Eine wichtige Aufgabe sieht Kaspersky darin, die Verbreitung und Relevanz von entdeckten Schwachstellen zu verfolgen. Softwaremodule werden in der Industrie vielfach wiederverwendet, so dass die gleiche Schwachstelle auf verschiedenen Geräten auftreten kann. Andererseits bestehen auch Inkompatibilitäten, sodass bestimmte Gerätefamilien dann ausgeschlossen werden können. Diese Informationen sammelt Kaspersky in seiner Vulnerabilites Database für industrielle Systeme. Wer an die Informationen gelangen möchte, kann den Dienst abonnieren, bekommt aber nicht direkt alle technischen Details serviert. Damit soll wohl verhindert werden, dass sich allzu detailliertes Wissen über offene Schwachstellen verbreitet. Stattdessen gibt es Anweisungen, was zu tun ist, um die Geräte zu schützen, also zum Beispiel welche Security-Policies eingerichtet werden müssen. Damit können Anlagenbetreiber ein Patch-Management durchführen und sicherstellen, dass sie vor möglichen gezielten Angriffen geschützt sind. Die Informationen werden über die REST-API sowohl in menschlicher als auch in maschinenlesbarer Form bereitgestellt, sodass Kunden sie sowohl in ihre bestehenden Cybersicherheitstools integrieren als auch manuell über die erforderlichen Korrekturmaßnahmen entscheiden können.
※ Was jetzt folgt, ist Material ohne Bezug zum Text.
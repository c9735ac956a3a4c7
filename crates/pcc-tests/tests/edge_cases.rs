//! Edge cases: malformed headers, short data, unusual layouts and
//! boundary meshes the filter must refuse.

use pcc_decoder::DecodeError;
use pcc_driver::{DriverError, FilterMode, OutputFormat, TranscodeConfig, Transcoder};
use pcc_tests::{clean, convert, golden};
use pcc_types::HeaderError;

fn try_convert(input: &[u8]) -> Result<Vec<u8>, DriverError> {
    let mut output = Vec::new();
    Transcoder::new(TranscodeConfig::default()).convert(input, &mut output)?;
    Ok(output)
}

fn try_boundary(input: &str) -> Result<usize, DriverError> {
    Transcoder::new(TranscodeConfig::default())
        .load_boundary(input.as_bytes())
        .map(|shape| shape.triangles().len())
}

fn header_error(result: Result<Vec<u8>, DriverError>) -> HeaderError {
    match result {
        Err(DriverError::Decode(DecodeError::Header { error, .. })) => error,
        other => panic!("expected a header error, got {other:?}"),
    }
}

const TETRA_HEADER: &str = "ply\nformat ascii 1.0\nelement vertex 4\nproperty float x\n\
    property float y\nproperty float z\nelement face 4\n\
    property list uchar int vertex_indices\nend_header\n0 0 0\n1 0 0\n0 1 0\n0 0 1\n";

// ── Header ────────────────────────────────────────────────────────────────────

#[test]
fn wrong_magic() {
    let err = header_error(try_convert(b"PLY\nformat ascii 1.0\nend_header\n"));
    assert!(matches!(err, HeaderError::InvalidMagic { .. }));
}

#[test]
fn unsupported_version() {
    let err = header_error(try_convert(b"ply\nformat ascii 2.0\nend_header\n"));
    assert!(matches!(err, HeaderError::UnsupportedVersion { .. }));
}

#[test]
fn property_before_element() {
    let err = header_error(try_convert(b"ply\nformat ascii 1.0\nproperty float x\nend_header\n"));
    assert!(matches!(err, HeaderError::PropertyWithoutElement { .. }));
}

#[test]
fn list_with_signed_size() {
    let result = try_convert(
        b"ply\nformat ascii 1.0\nelement f 0\nproperty list int int idx\nend_header\n",
    );
    assert!(matches!(
        result,
        Err(DriverError::Decode(DecodeError::Header { .. }))
    ));
}

#[test]
fn header_error_names_input_and_line() {
    let mut output = Vec::new();
    let config = TranscodeConfig {
        input_name: "scan.ply".to_string(),
        ..TranscodeConfig::default()
    };
    let err = Transcoder::new(config)
        .convert(&b"ply\nformat ascii 1.0\nelement vertex many\n"[..], &mut output)
        .unwrap_err();
    assert!(err.to_string().starts_with("scan.ply:3: "), "{err}");
}

#[test]
fn crlf_header_is_normalised() {
    let output = convert(
        b"ply\r\nformat ascii 1.0\r\nelement v 1\r\nproperty int i\r\nend_header\r\n4\r\n",
        OutputFormat::Same,
    );
    assert_eq!(
        String::from_utf8(output).unwrap(),
        "ply\nformat ascii 1.0\nelement v 1\nproperty int i\nend_header\n4\n"
    );
}

#[test]
fn header_only_file() {
    let input = b"ply\nformat binary_little_endian 1.0\ncomment nothing here\nend_header\n";
    let output = convert(input, OutputFormat::Same);
    assert_eq!(output, input);
}

// ── Data section ──────────────────────────────────────────────────────────────

#[test]
fn short_binary_data() {
    let mut input = b"ply\nformat binary_little_endian 1.0\nelement vertex 2\nproperty double x\nend_header\n"
        .to_vec();
    input.extend_from_slice(&1.0f64.to_le_bytes());
    input.extend_from_slice(&[0, 0, 0]);
    let result = try_convert(&input);
    assert!(matches!(
        result,
        Err(DriverError::Decode(DecodeError::UnexpectedEof { ref element, record: 1, .. }))
            if element == "vertex"
    ));
}

#[test]
fn ascii_value_out_of_range() {
    let result = try_convert(b"ply\nformat ascii 1.0\nelement v 1\nproperty uchar c\nend_header\n256\n");
    assert!(matches!(
        result,
        Err(DriverError::Decode(DecodeError::InvalidValue { line: 6, .. }))
    ));
}

#[test]
fn ascii_trailing_values() {
    let result = try_convert(b"ply\nformat ascii 1.0\nelement v 1\nproperty int i\nend_header\n1 2\n");
    assert!(matches!(
        result,
        Err(DriverError::Decode(DecodeError::TrailingTokens { line: 6, .. }))
    ));
}

#[test]
fn trailing_bytes_after_data_are_ignored() {
    let output = convert(
        b"ply\nformat ascii 1.0\nelement v 1\nproperty int i\nend_header\n1\n\n\n",
        OutputFormat::Same,
    );
    assert!(String::from_utf8(output).unwrap().ends_with("end_header\n1\n"));
}

#[test]
fn negative_list_length_is_rejected() {
    let result = try_convert(
        b"ply\nformat ascii 1.0\nelement f 1\nproperty list uchar int idx\nend_header\n-1 2\n",
    );
    assert!(result.is_err());
}

// ── Filtering ─────────────────────────────────────────────────────────────────

#[test]
fn coordinates_in_any_order() {
    let input = b"ply\nformat ascii 1.0\nelement vertex 2\nproperty float z\n\
        property uchar tag\nproperty float x\nproperty float y\nend_header\n\
        0.5 1 0.5 0.5\n3 2 0.5 0.5\n";
    let output = clean(&golden("cube.ply"), input, TranscodeConfig::default());
    let text = String::from_utf8(output).unwrap();
    assert!(text.contains("element vertex 1\n"));
    assert!(text.ends_with("end_header\n0.5 1 0.5 0.5\n"));
}

#[test]
fn empty_vertex_element() {
    let input = b"ply\nformat ascii 1.0\nelement vertex 0\nproperty float x\n\
        property float y\nproperty float z\nend_header\n";
    let output = clean(&golden("cube.ply"), input, TranscodeConfig::default());
    assert_eq!(output, input);
}

#[test]
fn input_without_vertices_passes_through() {
    let input = b"ply\nformat ascii 1.0\nelement edge 1\nproperty int a\nend_header\n9\n";
    let output = clean(&golden("cube.ply"), input, TranscodeConfig::default());
    assert_eq!(output, input);
}

#[test]
fn sentinel_in_binary_output() {
    let config = TranscodeConfig {
        output: OutputFormat::BinaryLittleEndian,
        filter: FilterMode::Sentinel,
        sentinel: "XX".to_string(),
        ..TranscodeConfig::default()
    };
    let input = b"ply\nformat ascii 1.0\nelement vertex 2\nproperty float x\n\
        property float y\nproperty float z\nend_header\n9 9 9\n0.5 0.5 0.5\n";
    let output = clean(&golden("cube.ply"), input, config);

    let mut expected_data = b"XX\n".to_vec();
    for _ in 0..3 {
        expected_data.extend_from_slice(&0.5f32.to_le_bytes());
    }
    assert!(output.ends_with(&expected_data));
    assert!(String::from_utf8_lossy(&output).contains("element vertex 2\n"));
}

#[test]
fn drop_mode_in_binary_output() {
    let config = TranscodeConfig {
        output: OutputFormat::BinaryBigEndian,
        ..TranscodeConfig::default()
    };
    let output = clean(&golden("cube.ply"), &golden("points.ply"), config);
    let back = convert(&output, OutputFormat::Ascii);
    let text = String::from_utf8(back).unwrap();
    assert!(text.contains("element vertex 3\n"));
    assert!(text.ends_with("0.9 0.9 0.9 50\n3 0 1 4\n"));
}

// ── Boundary ──────────────────────────────────────────────────────────────────

#[test]
fn boundary_index_out_of_range() {
    let input = format!("{TETRA_HEADER}3 0 1 2\n3 0 1 3\n3 0 2 3\n3 1 2 4\n");
    assert!(matches!(
        try_boundary(&input),
        Err(DriverError::FaceIndexOutOfRange {
            face: 3,
            index: 4,
            vertex_count: 4
        })
    ));
}

#[test]
fn boundary_negative_index() {
    let input = format!("{TETRA_HEADER}3 0 1 2\n3 0 -1 3\n3 0 2 3\n3 1 2 3\n");
    assert!(matches!(
        try_boundary(&input),
        Err(DriverError::InvalidFaceIndex { face: 1, .. })
    ));
}

#[test]
fn boundary_degenerate_face() {
    let input = format!("{TETRA_HEADER}2 0 1\n3 0 1 3\n3 0 2 3\n3 1 2 3\n");
    assert!(matches!(
        try_boundary(&input),
        Err(DriverError::DegenerateFace { face: 0, arity: 2 })
    ));
}

#[test]
fn boundary_tetrahedron_loads() {
    let input = format!("{TETRA_HEADER}3 0 1 2\n3 0 1 3\n3 0 2 3\n3 1 2 3\n");
    assert_eq!(try_boundary(&input).unwrap(), 4);
}

#[test]
fn boundary_without_triangles() {
    let input = "ply\nformat ascii 1.0\nelement vertex 1\nproperty float x\nproperty float y\n\
        property float z\nelement face 0\nproperty list uchar int vertex_indices\nend_header\n0 0 0\n";
    assert!(matches!(try_boundary(input), Err(DriverError::EmptyBoundary)));
}

#[test]
fn boundary_without_vertex_element() {
    let input = "ply\nformat ascii 1.0\nelement face 0\nproperty list uchar int vertex_indices\nend_header\n";
    assert!(matches!(
        try_boundary(input),
        Err(DriverError::MissingElement {
            element: "vertex",
            ..
        })
    ));
}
Die zweite Komponente des Kaspersky-Dienstes – die Network Attacks Signatures Database – stellt Signaturen von ICS-Bedrohungen bereit. Die Signaturen können in Intrusion-Detection-Systeme von Drittanbietern integriert werden, um Kunden dabei zu unterstützen, das Risiko von Cybersicherheitsvorfällen in ihrer industriellen Infrastruktur zu minimieren.

Gehackt – was nun?

Georgy Shebuldaev, Head of Kaspersky Industrial Cybersecurity Business Development, sagt, dass viele Firmen bereits grundlegende Maßnahmen zur Abwehr von Cyberangriffen nutzen, etwa Virenscanner in Industrie-PCs oder das Monitoring des Netzwerkverkehrs. Woran es aber häufig scheitert ist das firmeninterne Management der Security-Prozesse, etwa das Patch-Management, die Kommunikation und die Reaktion im Fall eines Sicherheitsvorfalls.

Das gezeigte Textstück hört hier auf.